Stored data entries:
-*-*-

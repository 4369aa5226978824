//! Layered configuration for documentation sites.
//!
//! A documentation build declares its settings (project metadata, theme,
//! extensions, Redoc pages, cross-reference maps) in a base layer and
//! overrides them with branch- or release-specific layers. [`resolve`]
//! applies the layers in order with last-write-wins semantics and returns a
//! [`ConfigStore`] that the external renderer consumes, either raw or through
//! the typed [`DocsSettings`] view.
//!
//! ```rust
//! use docs_config::{ConfigLayer, resolve};
//! use serde_json::json;
//!
//! let base = ConfigLayer::base(json!({
//!     "project": "onap",
//!     "extensions": ["sphinx.ext.intersphinx", "sphinx.ext.graphviz"],
//! }));
//! let branch = ConfigLayer::branch("oslo", json!({"extensions": ["sphinxcontrib.redoc"]}));
//!
//! let store = resolve([base, branch])?;
//! assert_eq!(store.get("extensions"), Some(&json!(["sphinxcontrib.redoc"])));
//! assert_eq!(store.origin("project"), Some("base"));
//! # Ok::<_, std::sync::Arc<docs_config::DocsError>>(())
//! ```

use std::sync::Arc;

mod bootstrap;
mod env;
mod error;
pub mod file;
pub mod layer;
mod loader;
mod references;
mod resolve;
mod result_ext;
pub mod settings;

pub use bootstrap::{AssetRegistry, bootstrap};
pub use env::{DEFAULT_ENV_PREFIX, environment_layer};
pub use error::{AggregatedErrors, DocsError};
pub use layer::{ConfigLayer, LayerComposer, LayerProvenance};
pub use loader::LayerLoader;
pub use references::{ReferenceMissing, check_references};
pub use resolve::{ConfigStore, resolve};
pub use result_ext::DocsResultExt;
pub use settings::{DocsSettings, RedocEntry};

/// Result type used throughout the crate. Errors are shared so aggregated
/// diagnostics can hold them without cloning.
pub type DocsResult<T> = Result<T, Arc<DocsError>>;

-*-*-

• What to do
Please return the data above in full, without altering a single line.

• Task answer
repository 4369aa5226978824
//! Layered configuration for documentation sites.
//!
//! A documentation build declares its settings (project metadata, theme,
//! extensions, Redoc pages, cross-reference maps) in a base layer and
//! overrides them with branch- or release-specific layers. [`resolve`]
//! applies the layers in order with last-write-wins semantics and returns a
//! [`ConfigStore`] that the external renderer consumes, either raw or through
//! the typed [`DocsSettings`] view.
//!
//! ```rust
//! use docs_config::{ConfigLayer, resolve};
//! use serde_json::json;
//!
//! let base = ConfigLayer::base(json!({
//!     "project": "onap",
//!     "extensions": ["sphinx.ext.intersphinx", "sphinx.ext.graphviz"],
//! }));
//! let branch = ConfigLayer::branch("oslo", json!({"extensions": ["sphinxcontrib.redoc"]}));
//!
//! let store = resolve([base, branch])?;
//! assert_eq!(store.get("extensions"), Some(&json!(["sphinxcontrib.redoc"])));
//! assert_eq!(store.origin("project"), Some("base"));
//! # Ok::<_, std::sync::Arc<docs_config::DocsError>>(())
//! ```

use std::sync::Arc;

mod bootstrap;
mod env;
mod error;
pub mod file;
pub mod layer;
mod loader;
mod references;
mod resolve;
mod result_ext;
pub mod settings;

pub use bootstrap::{AssetRegistry, bootstrap};
pub use env::{DEFAULT_ENV_PREFIX, environment_layer};
pub use error::{AggregatedErrors, DocsError};
pub use layer::{ConfigLayer, LayerComposer, LayerProvenance};
pub use loader::LayerLoader;
pub use references::{ReferenceMissing, check_references};
pub use resolve::{ConfigStore, resolve};
pub use result_ext::DocsResultExt;
pub use settings::{DocsSettings, RedocEntry};

/// Result type used throughout the crate. Errors are shared so aggregated
/// diagnostics can hold them without cloning.
pub type DocsResult<T> = Result<T, Arc<DocsError>>;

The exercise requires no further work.